Dazu kommen frisch auf Kopf gesetzte Weiden, die genauso treiben werden. Aus dem Schnittgut werden Benjeshecken angelegt, die wiederum ein Biotop für Insekten, Vögel und Säugetiere darstellen. „Wenn Bäume auf ein bis zwei Meter abgeschnitten werden, dann treiben sie wieder. Werden sie hingegen bis auf den Stumpf abgeschnitten, ist dies nicht mehr der Fall“, erklärt Tüffers.

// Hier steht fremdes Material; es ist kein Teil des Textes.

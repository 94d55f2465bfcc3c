use serde::{Deserialize, Serialize};

use crate::shared::endpoint::ListEndpoint;
use crate::shared::lenient;
use crate::shared::list_query::ListQuery;
use crate::shared::pagination::{NestedLastPage, PageParamStyle};

/// Per-salesman rows of the sales report
pub const LIST_ENDPOINT: ListEndpoint = ListEndpoint {
    path: "/api/reports/sales",
    page_params: PageParamStyle::PagePerPage,
    adapter: &NestedLastPage,
};

/// Totals for the same filters
pub const SUMMARY_PATH: &str = "/api/reports/sales/summary";

pub const FILTER_SALESMAN: &str = "salesman_id";
pub const FILTER_WAREHOUSE: &str = "warehouse_id";
pub const FILTER_DATE_FROM: &str = "date_from";
pub const FILTER_DATE_TO: &str = "date_to";

/// Продажи и оплаты по торговому представителю
#[derive(Debug, Clone, PartialEq, Serialize, Deserialize)]
pub struct SalesReportRow {
    #[serde(deserialize_with = "lenient::id_string")]
    pub salesman_id: String,
    pub salesman_name: String,
    #[serde(default)]
    pub warehouse_name: Option<String>,
    #[serde(default, deserialize_with = "lenient::u64_or_zero")]
    pub order_count: u64,
    #[serde(default, deserialize_with = "lenient::f64_or_zero")]
    pub total_sales: f64,
    #[serde(default, deserialize_with = "lenient::f64_or_zero")]
    pub total_collections: f64,
    #[serde(default, deserialize_with = "lenient::f64_or_zero")]
    pub outstanding: f64,
}

/// Итоги отчета
#[derive(Debug, Clone, Default, PartialEq, Serialize, Deserialize)]
pub struct SalesSummary {
    #[serde(default, deserialize_with = "lenient::f64_or_zero")]
    pub total_sales: f64,
    #[serde(default, deserialize_with = "lenient::f64_or_zero")]
    pub total_collections: f64,
    #[serde(default, deserialize_with = "lenient::u64_or_zero")]
    pub order_count: u64,
    #[serde(default, deserialize_with = "lenient::f64_or_zero")]
    pub outstanding: f64,
}

impl SalesSummary {
    /// Collections as a share of sales, in percent
    pub fn collection_rate(&self) -> Option<f64> {
        (self.total_sales > 0.0).then(|| self.total_collections / self.total_sales * 100.0)
    }
}

/// Summary request parameters: the list filters without paging
pub fn summary_params(query: &ListQuery) -> Vec<(String, String)> {
    LIST_ENDPOINT.filter_params(query)
}

#[cfg(test)]
mod tests {
    use super::*;
    use serde_json::json;

    #[test]
    fn summary_decodes_and_computes_rate() {
        let s: SalesSummary = serde_json::from_value(json!({
            "total_sales": "20000", "total_collections": 15000, "order_count": 42, "outstanding": 5000
        }))
        .unwrap();
        assert_eq!(s.order_count, 42);
        assert_eq!(s.collection_rate(), Some(75.0));
        assert_eq!(SalesSummary::default().collection_rate(), None);
    }

    #[test]
    fn summary_params_skip_paging() {
        let query = ListQuery::new(3, 25).with_text(FILTER_WAREHOUSE, "W1");
        assert_eq!(
            summary_params(&query),
            vec![("warehouse_id".to_string(), "W1".to_string())]
        );
    }
}
use contracts::domain::a001_sales_order::dto::*;
use contracts::domain::common::code_label;
use contracts::shared::endpoint::fetch_data;
use contracts::shared::table::{format_amount, EMPTY_CELL};
use leptos::prelude::*;
use thaw::*;

use crate::layout::global_context::use_app_context;
use crate::layout::tabs::tab_labels::{detail_tab_label, sales_order_detail_key};
use crate::shared::api_client::HttpTransport;
use crate::shared::icons::icon;
use crate::shared::notifications::use_notifications;
use crate::shared::page_frame::PageFrame;
use crate::shared::page_standard::PAGE_CAT_DETAIL;

fn or_dash(value: &Option<String>) -> String {
    value
        .as_deref()
        .filter(|v| !v.trim().is_empty())
        .unwrap_or(EMPTY_CELL)
        .to_string()
}

/// Расхождение суммы шапки и суммы строк (больше копейки)
fn totals_mismatch(detail: &SalesOrderDetail) -> bool {
    !detail.lines.is_empty() && (detail.lines_total() - detail.total_amount).abs() >= 0.01
}

#[component]
pub fn SalesOrderDetail(id: String, #[prop(into)] on_close: Callback<()>) -> impl IntoView {
    let tabs_store = use_app_context();
    let notify = use_notifications();

    let (order, set_order) = signal::<Option<SalesOrderDetail>>(None);
    let (loading, set_loading) = signal(true);
    let (error, set_error) = signal::<Option<String>>(None);

    let tab_key = sales_order_detail_key(&id);
    wasm_bindgen_futures::spawn_local(async move {
        match fetch_data::<SalesOrderDetail, _>(&HttpTransport, &detail_path(&id), &[]).await {
            Ok(detail) => {
                tabs_store.update_tab_title(&tab_key, &detail_tab_label("Order", &detail.order_number));
                let _ = set_order.try_set(Some(detail));
            }
            Err(err) => {
                log::warn!("order {} failed to load: {}", id, err);
                notify.api_error(&err);
                let _ = set_error.try_set(Some(err.user_message()));
            }
        }
        let _ = set_loading.try_set(false);
    });

    view! {
        <PageFrame page_id="a001_sales_order--detail" category=PAGE_CAT_DETAIL>
            <div class="page__header">
                <div class="page__header-left">
                    <h1 class="page__title">
                        {move || order.with(|o| match o {
                            Some(o) => format!("Order {}", o.order_number),
                            None => "Order".to_string(),
                        })}
                    </h1>
                </div>
                <div class="page__header-right">
                    <Button appearance=ButtonAppearance::Secondary on_click=move |_| on_close.run(())>
                        {icon("x")}
                        "Close"
                    </Button>
                </div>
            </div>

            <div class="page__content">
                {move || {
                    if loading.get() {
                        return view! {
                            <div class="page__placeholder">
                                <Spinner size=SpinnerSize::Small />
                                " Loading…"
                            </div>
                        }
                        .into_any();
                    }
                    if let Some(err) = error.get() {
                        return view! {
                            <div class="warning-box warning-box--error">
                                <strong>"Error: "</strong>
                                {err}
                            </div>
                        }
                        .into_any();
                    }
                    match order.get() {
                        Some(detail) => view! { <OrderBody detail=detail /> }.into_any(),
                        None => view! { <div class="page__placeholder">"No data"</div> }.into_any(),
                    }
                }}
            </div>
        </PageFrame>
    }
}

#[component]
fn OrderBody(detail: SalesOrderDetail) -> impl IntoView {
    let mismatch = totals_mismatch(&detail);
    let lines_total = detail.lines_total();

    let header_fields = vec![
        ("Date", detail.order_date.clone()),
        ("Status", code_label(STATUSES, &detail.status)),
        ("Customer", or_dash(&detail.customer_name)),
        ("Phone", or_dash(&detail.customer_phone)),
        ("Salesman", or_dash(&detail.salesman_name)),
        ("Warehouse", or_dash(&detail.warehouse_name)),
        ("Notes", or_dash(&detail.notes)),
    ];

    let totals = vec![
        ("Subtotal", detail.subtotal.map(format_amount)),
        ("Tax", detail.tax_amount.map(format_amount)),
        ("Total", Some(format_amount(detail.total_amount))),
    ];

    view! {
        <div class="detail-grid">
            {header_fields
                .into_iter()
                .map(|(label, value)| {
                    view! {
                        <div class="detail-grid__label">{label}</div>
                        <div class="detail-grid__value">{value}</div>
                    }
                })
                .collect_view()}
        </div>

        <h3 class="section-title">"Lines"</h3>
        <Table>
            <TableHeader>
                <TableRow>
                    <TableHeaderCell min_width=100.0>"Code"</TableHeaderCell>
                    <TableHeaderCell min_width=200.0>"Product"</TableHeaderCell>
                    <TableHeaderCell class="cell--right">"Qty"</TableHeaderCell>
                    <TableHeaderCell class="cell--right">"Price"</TableHeaderCell>
                    <TableHeaderCell class="cell--right">"Amount"</TableHeaderCell>
                </TableRow>
            </TableHeader>
            <TableBody>
                {detail
                    .lines
                    .into_iter()
                    .map(|line| {
                        view! {
                            <TableRow>
                                <TableCell>
                                    <TableCellLayout>{or_dash(&line.product_code)}</TableCellLayout>
                                </TableCell>
                                <TableCell>
                                    <TableCellLayout truncate=true>{line.product_name}</TableCellLayout>
                                </TableCell>
                                <TableCell class="cell--right">{line.quantity.to_string()}</TableCell>
                                <TableCell class="cell--right">{format_amount(line.unit_price)}</TableCell>
                                <TableCell class="cell--right">{format_amount(line.line_total)}</TableCell>
                            </TableRow>
                        }
                    })
                    .collect_view()}
            </TableBody>
        </Table>

        <div class="detail-totals">
            {totals
                .into_iter()
                .map(|(label, value)| {
                    view! {
                        <div class="detail-totals__row">
                            <span class="detail-totals__label">{label}</span>
                            <span class="detail-totals__value">
                                {value.unwrap_or_else(|| EMPTY_CELL.to_string())}
                            </span>
                        </div>
                    }
                })
                .collect_view()}
        </div>

        <Show when=move || mismatch>
            <div class="warning-box">
                {format!("Lines add up to {}, which differs from the order total.", format_amount(lines_total))}
            </div>
        </Show>
    }
}

#[cfg(test)]
mod tests {
    use super::*;

    fn detail(total: f64, lines: &[f64]) -> SalesOrderDetail {
        SalesOrderDetail {
            id: "1".into(),
            order_number: "SO-1".into(),
            order_date: "2024-05-02".into(),
            customer_name: None,
            customer_phone: None,
            salesman_name: None,
            warehouse_name: None,
            status: "pending".into(),
            subtotal: None,
            tax_amount: None,
            total_amount: total,
            notes: None,
            lines: lines
                .iter()
                .map(|&t| SalesOrderLine {
                    product_code: None,
                    product_name: "Item".into(),
                    quantity: 1.0,
                    unit_price: t,
                    line_total: t,
                })
                .collect(),
        }
    }

    #[test]
    fn mismatch_is_reported_only_for_real_differences() {
        assert!(!totals_mismatch(&detail(30.0, &[15.0, 15.0])));
        assert!(!totals_mismatch(&detail(30.0, &[])));
        assert!(totals_mismatch(&detail(31.0, &[15.0, 15.0])));
    }

    #[test]
    fn blank_optional_fields_show_dash() {
        assert_eq!(or_dash(&None), "-");
        assert_eq!(or_dash(&Some("  ".into())), "-");
        assert_eq!(or_dash(&Some("Dubai".into())), "Dubai");
    }
}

Warum also die Bäume an Autobahnen und Landstraßen nicht so schneiden, fragt er? Lebensraum würde erhalten bleiben. Dabei würden keine arbeitsintensiven weiteren Einsätze folgen, sagt Tüffers. Der nächste Schnitt müsse erst in rund 15 Jahren erfolgen. Und sterbe doch einmal ein Baum ab, sei dies auch kein Problem: Ein solcher toter Baum biete wieder Lebensraum für Vögel wie den Specht.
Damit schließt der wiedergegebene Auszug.